■ REQUIRED WORK: Please print only the top portion of the entries below, ending with the line that contains "so the caller's", exactly as written.

Stored data
● ● ● ●
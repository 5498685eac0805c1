//! JSON-RPC bridge framing and transport loop.
//!
//! The bridge never raises out of [`McpBridge::handle_request`]: tool-level
//! failures are framed in-band (`isError: true`) so the caller's
//! request/response pairing survives logical failures. Everything else
//! (malformed envelope, unknown method, missing session) becomes a top-level
//! protocol error echoing the request id (or null).

use crate::config::BoardConfig;
use crate::mcp::dispatch::McpMethod;
use crate::mcp::session::SessionStore;
use crate::mcp::tools::ToolRegistry;
use crate::storage::TaskRepository;
use crate::{Error, Result};
use serde::{Deserialize, Serialize};
use serde_json::{Value, json};
use std::io::{BufRead, BufReader, Write};
use std::sync::Arc;
use tracing::info_span;

/// MCP protocol version.
const PROTOCOL_VERSION: &str = "2024-11-05";

/// Server name reported by `initialize`.
const SERVER_NAME: &str = "lanefile";

/// Result type for method dispatch.
type DispatchResult = std::result::Result<Value, (i32, String)>;

/// Session discipline for the bridge.
#[derive(Debug, Clone, Copy, PartialEq, Eq, Default)]
pub enum BridgeMode {
    /// `initialize` mints a session token required by every later call.
    #[default]
    Stateful,
    /// Every request is served without a session requirement.
    Stateless,
}

/// A framed bridge reply.
#[derive(Debug)]
pub struct BridgeReply {
    /// The serialized JSON-RPC response line.
    pub body: String,
    /// A freshly minted session token, handed to the transport out-of-band.
    pub session_id: Option<String>,
}

/// The JSON-RPC tool bridge over a [`TaskRepository`].
pub struct McpBridge {
    tools: ToolRegistry,
    sessions: SessionStore,
    mode: BridgeMode,
}

impl McpBridge {
    /// Creates a stateful bridge whose sessions never expire.
    #[must_use]
    pub fn stateful(repo: Arc<TaskRepository>) -> Self {
        Self {
            tools: ToolRegistry::new(repo),
            sessions: SessionStore::new(),
            mode: BridgeMode::Stateful,
        }
    }

    /// Creates a stateful bridge evicting sessions older than `ttl_secs`.
    #[must_use]
    pub fn stateful_with_ttl(repo: Arc<TaskRepository>, ttl_secs: i64) -> Self {
        Self {
            tools: ToolRegistry::new(repo),
            sessions: SessionStore::with_ttl_secs(ttl_secs),
            mode: BridgeMode::Stateful,
        }
    }

    /// Creates a stateless bridge; callers build one per request.
    #[must_use]
    pub fn stateless(repo: Arc<TaskRepository>) -> Self {
        Self {
            tools: ToolRegistry::new(repo),
            sessions: SessionStore::new(),
            mode: BridgeMode::Stateless,
        }
    }

    /// Returns the bridge mode.
    #[must_use]
    pub const fn mode(&self) -> BridgeMode {
        self.mode
    }

    /// Number of live sessions (stateful mode).
    #[must_use]
    pub fn session_count(&self) -> usize {
        self.sessions.len()
    }

    /// Terminates a session, freeing its slot.
    pub fn terminate_session(&mut self, token: &str) -> bool {
        self.sessions.remove(token)
    }

    /// Handles one JSON-RPC request line.
    ///
    /// `session` is the out-of-band token accompanying the request, if any.
    pub fn handle_request(&mut self, raw: &str, session: Option<&str>) -> BridgeReply {
        let span = info_span!(
            "mcp.request",
            rpc.method = tracing::field::Empty,
            status = tracing::field::Empty
        );
        let _guard = span.enter();

        let parsed: std::result::Result<JsonRpcRequest, _> = serde_json::from_str(raw);
        let Ok(req) = parsed else {
            span.record("status", "parse_error");
            return BridgeReply {
                body: format_error(Value::Null, -32700, "Parse error: invalid JSON-RPC envelope"),
                session_id: None,
            };
        };

        span.record("rpc.method", req.method.as_str());
        let id = req.id.unwrap_or(Value::Null);
        tracing::debug!(method = %req.method, "Processing bridge request");

        let mut minted = None;
        let result = self.dispatch_method(&req.method, req.params, session, &mut minted);
        span.record("status", if result.is_ok() { "success" } else { "error" });

        BridgeReply {
            body: format_response(id, result),
            session_id: minted,
        }
    }

    /// Dispatches on the closed method set.
    fn dispatch_method(
        &mut self,
        method: &str,
        params: Option<Value>,
        session: Option<&str>,
        minted: &mut Option<String>,
    ) -> DispatchResult {
        match McpMethod::from(method) {
            McpMethod::Initialize => Ok(self.handle_initialize(params, minted)),
            McpMethod::NotifyInitialized => self.handle_notify_initialized(session),
            McpMethod::ListTools => {
                self.require_session(session)?;
                Ok(self.handle_list_tools())
            },
            McpMethod::CallTool => {
                self.require_session(session)?;
                self.handle_call_tool(params)
            },
            McpMethod::Unknown(name) => Err((-32601, format!("Method not found: {name}"))),
        }
    }

    /// Rejects stateful requests lacking a previously issued token.
    fn require_session(&mut self, session: Option<&str>) -> std::result::Result<(), (i32, String)> {
        if self.mode == BridgeMode::Stateless {
            return Ok(());
        }
        let err = |detail: &str| {
            (
                -32000,
                Error::Unauthorized(detail.to_string()).to_string(),
            )
        };
        let token = session.ok_or_else(|| err("missing session token"))?;
        if self.sessions.get(token).is_none() {
            return Err(err("unknown session token"));
        }
        Ok(())
    }

    /// Handles `initialize`, minting a session in stateful mode.
    fn handle_initialize(&mut self, params: Option<Value>, minted: &mut Option<String>) -> Value {
        if self.mode == BridgeMode::Stateful {
            let client_info = params
                .as_ref()
                .and_then(|p| p.get("clientInfo"))
                .cloned();
            let token = self.sessions.create(client_info);
            tracing::debug!(sessions = self.sessions.len(), "Minted bridge session");
            *minted = Some(token);
        }

        json!({
            "protocolVersion": PROTOCOL_VERSION,
            "capabilities": {
                "tools": {}
            },
            "serverInfo": {
                "name": SERVER_NAME,
                "version": env!("CARGO_PKG_VERSION")
            }
        })
    }

    /// Handles `notifications/initialized`, completing the handshake.
    fn handle_notify_initialized(&mut self, session: Option<&str>) -> DispatchResult {
        if self.mode == BridgeMode::Stateless {
            return Ok(json!({}));
        }
        let valid = session.is_some_and(|token| self.sessions.mark_initialized(token));
        if valid {
            Ok(json!({}))
        } else {
            Err((
                -32000,
                Error::Unauthorized("unknown session token".to_string()).to_string(),
            ))
        }
    }

    /// Handles `tools/list`.
    fn handle_list_tools(&self) -> Value {
        let tools: Vec<Value> = self
            .tools
            .list_tools()
            .iter()
            .map(|t| {
                json!({
                    "name": t.name,
                    "description": t.description,
                    "inputSchema": t.input_schema
                })
            })
            .collect();
        json!({ "tools": tools })
    }

    /// Handles `tools/call`.
    ///
    /// Unknown tool names and handler failures are framed in-band; a missing
    /// required parameter is a malformed request and fails the protocol call.
    fn handle_call_tool(&self, params: Option<Value>) -> DispatchResult {
        let params = params.ok_or((-32602, "Missing params".to_string()))?;
        let name = params
            .get("name")
            .and_then(Value::as_str)
            .ok_or((-32602, "Missing tool name".to_string()))?;
        let arguments = params.get("arguments").cloned().unwrap_or(json!({}));

        let span = info_span!("mcp.tool.call", tool.name = name);
        let _guard = span.enter();

        if self.tools.get_tool(name).is_none() {
            return Ok(tool_error(&format!("Error: Unknown tool: {name}")));
        }
        if let Err(e) = self.tools.validate_arguments(name, &arguments) {
            return Err((-32602, e.to_string()));
        }

        match self.tools.execute(name, arguments) {
            Ok(result) => Ok(json!({
                "content": result.content,
                "isError": result.is_error
            })),
            Err(e) => {
                tracing::debug!(tool = name, error = %e, "Tool call failed");
                Ok(tool_error(&format!("Error: {e}")))
            },
        }
    }
}

/// Wraps an error message as an in-band tool failure.
fn tool_error(message: &str) -> Value {
    json!({
        "content": [{ "type": "text", "text": message }],
        "isError": true
    })
}

/// Formats a response, echoing the request id.
fn format_response(id: Value, result: DispatchResult) -> String {
    match result {
        Ok(value) => {
            let response = JsonRpcResponse {
                jsonrpc: "2.0".to_string(),
                id,
                result: Some(value),
                error: None,
            };
            serde_json::to_string(&response).unwrap_or_else(|_| "{}".to_string())
        },
        Err((code, message)) => format_error(id, code, &message),
    }
}

/// Formats a top-level protocol error.
fn format_error(id: Value, code: i32, message: &str) -> String {
    let response = JsonRpcResponse {
        jsonrpc: "2.0".to_string(),
        id,
        result: None,
        error: Some(JsonRpcError {
            code,
            message: message.to_string(),
            data: None,
        }),
    };
    serde_json::to_string(&response).unwrap_or_else(|_| "{}".to_string())
}

/// JSON-RPC request.
#[derive(Debug, Deserialize)]
struct JsonRpcRequest {
    /// JSON-RPC version (required by protocol but not used in code).
    #[serde(rename = "jsonrpc")]
    _jsonrpc: String,
    id: Option<Value>,
    method: String,
    params: Option<Value>,
}

/// JSON-RPC response. The id is always present, null when unrecoverable.
#[derive(Debug, Serialize)]
struct JsonRpcResponse {
    jsonrpc: String,
    id: Value,
    #[serde(skip_serializing_if = "Option::is_none")]
    result: Option<Value>,
    #[serde(skip_serializing_if = "Option::is_none")]
    error: Option<JsonRpcError>,
}

/// JSON-RPC error object.
#[derive(Debug, Serialize)]
struct JsonRpcError {
    code: i32,
    message: String,
    #[serde(skip_serializing_if = "Option::is_none")]
    data: Option<Value>,
}

/// Runs the bridge over line-delimited stdio.
///
/// In stateful mode one bridge serves the whole connection and the loop
/// carries the minted token between requests, the stdio equivalent of an
/// out-of-band session header. In stateless mode a fresh bridge is built per
/// request, paying tool registration per line for zero shared state.
///
/// # Errors
///
/// Returns an error if stdin or stdout fails.
pub fn serve_stdio(config: &BoardConfig, mode: BridgeMode) -> Result<()> {
    let repo = Arc::new(TaskRepository::new(config));
    let stdin = std::io::stdin();
    let mut stdout = std::io::stdout();
    let reader = BufReader::new(stdin.lock());

    let mut bridge = match (mode, config.session_ttl_secs) {
        (BridgeMode::Stateless, _) => McpBridge::stateless(Arc::clone(&repo)),
        (BridgeMode::Stateful, Some(ttl)) => McpBridge::stateful_with_ttl(Arc::clone(&repo), ttl),
        (BridgeMode::Stateful, None) => McpBridge::stateful(Arc::clone(&repo)),
    };
    let mut current_session: Option<String> = None;

    for line in reader.lines() {
        let line = line.map_err(|e| Error::OperationFailed {
            operation: "read_stdin".to_string(),
            cause: e.to_string(),
        })?;
        if line.is_empty() {
            continue;
        }

        let reply = if mode == BridgeMode::Stateless {
            // Fresh instance per request: no shared state between lines.
            McpBridge::stateless(Arc::clone(&repo)).handle_request(&line, None)
        } else {
            bridge.handle_request(&line, current_session.as_deref())
        };

        if let Some(token) = reply.session_id {
            current_session = Some(token);
        }

        writeln!(stdout, "{}", reply.body).map_err(|e| Error::OperationFailed {
            operation: "write_stdout".to_string(),
            cause: e.to_string(),
        })?;
        stdout.flush().map_err(|e| Error::OperationFailed {
            operation: "flush_stdout".to_string(),
            cause: e.to_string(),
        })?;
    }

    // Connection closed: explicit termination frees the session slot.
    if let Some(token) = current_session {
        bridge.terminate_session(&token);
    }
    Ok(())
}
//! Tag extraction from markdown content.
//!
//! A tag is a hash-prefixed alphanumeric/underscore token anywhere in the
//! body. Extraction preserves order of appearance and keeps duplicates;
//! case-folding and catalog-level deduplication belong to the tag-catalog
//! collaborator, not here.

use once_cell::sync::Lazy;
use regex::Regex;

static TAG_TOKEN: Lazy<Regex> =
    Lazy::new(|| Regex::new(r"#[A-Za-z0-9_]+").expect("tag pattern is valid"));

/// Extracts tag texts from card content, `#` stripped.
#[must_use]
pub fn extract(content: &str) -> Vec<String> {
    TAG_TOKEN
        .find_iter(content)
        .map(|m| m.as_str()[1..].to_string())
        .collect()
}

#[cfg(test)]
mod tests {
    use super::*;

    #[test]
    fn test_extract_order_and_duplicates() {
        assert_eq!(extract("#a #b #a"), vec!["a", "b", "a"]);
    }

    #[test]
    fn test_extract_token_charset() {
        assert_eq!(
            extract("work on #tech_debt2 before #release"),
            vec!["tech_debt2", "release"]
        );
        // Punctuation terminates the token
        assert_eq!(extract("#wip: almost"), vec!["wip"]);
    }

    #[test]
    fn test_extract_none() {
        assert!(extract("no tags here").is_empty());
        assert!(extract("").is_empty());
        // A bare hash is not a tag
        assert!(extract("# heading").is_empty());
    }

    #[test]
    fn test_extract_keeps_case() {
        assert_eq!(extract("#Bug #bug"), vec!["Bug", "bug"]);
    }
}
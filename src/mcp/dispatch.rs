//! Method dispatch for the JSON-RPC bridge.
//!
//! The supported method set is closed: a tagged enum rather than an
//! open-ended conditional chain, so adding a method means adding a variant
//! and the compiler points at every match that needs extending.

use std::fmt;

/// JSON-RPC method identifier.
///
/// Unknown methods are captured for error reporting rather than rejected at
/// parse time.
#[derive(Debug, Clone, PartialEq, Eq, Hash)]
pub enum McpMethod {
    /// Start a session (stateful mode) and report server capabilities.
    Initialize,
    /// Client acknowledgement completing the session handshake.
    NotifyInitialized,
    /// List available tools.
    ListTools,
    /// Call a specific tool.
    CallTool,
    /// Unknown method (for error handling).
    Unknown(String),
}

impl McpMethod {
    /// Returns the protocol method name.
    #[must_use]
    pub const fn as_str(&self) -> &str {
        match self {
            Self::Initialize => "initialize",
            Self::NotifyInitialized => "notifications/initialized",
            Self::ListTools => "tools/list",
            Self::CallTool => "tools/call",
            Self::Unknown(s) => s.as_str(),
        }
    }

    /// Returns true if this is a known method.
    #[must_use]
    pub const fn is_known(&self) -> bool {
        !matches!(self, Self::Unknown(_))
    }

    /// Returns all known methods.
    #[must_use]
    pub const fn known_methods() -> &'static [Self] {
        &[
            Self::Initialize,
            Self::NotifyInitialized,
            Self::ListTools,
            Self::CallTool,
        ]
    }
}

impl From<&str> for McpMethod {
    fn from(s: &str) -> Self {
        match s {
            "initialize" => Self::Initialize,
            "notifications/initialized" => Self::NotifyInitialized,
            "tools/list" => Self::ListTools,
            "tools/call" => Self::CallTool,
            unknown => Self::Unknown(unknown.to_string()),
        }
    }
}

impl fmt::Display for McpMethod {
    fn fmt(&self, f: &mut fmt::Formatter<'_>) -> fmt::Result {
        write!(f, "{}", self.as_str())
    }
}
● ● ● ●
■ RESPONSE:
repository 5498685eac0805c1
//! JSON-RPC bridge framing and transport loop.
//!
//! The bridge never raises out of [`McpBridge::handle_request`]: tool-level
//! failures are framed in-band (`isError: true`) so the caller's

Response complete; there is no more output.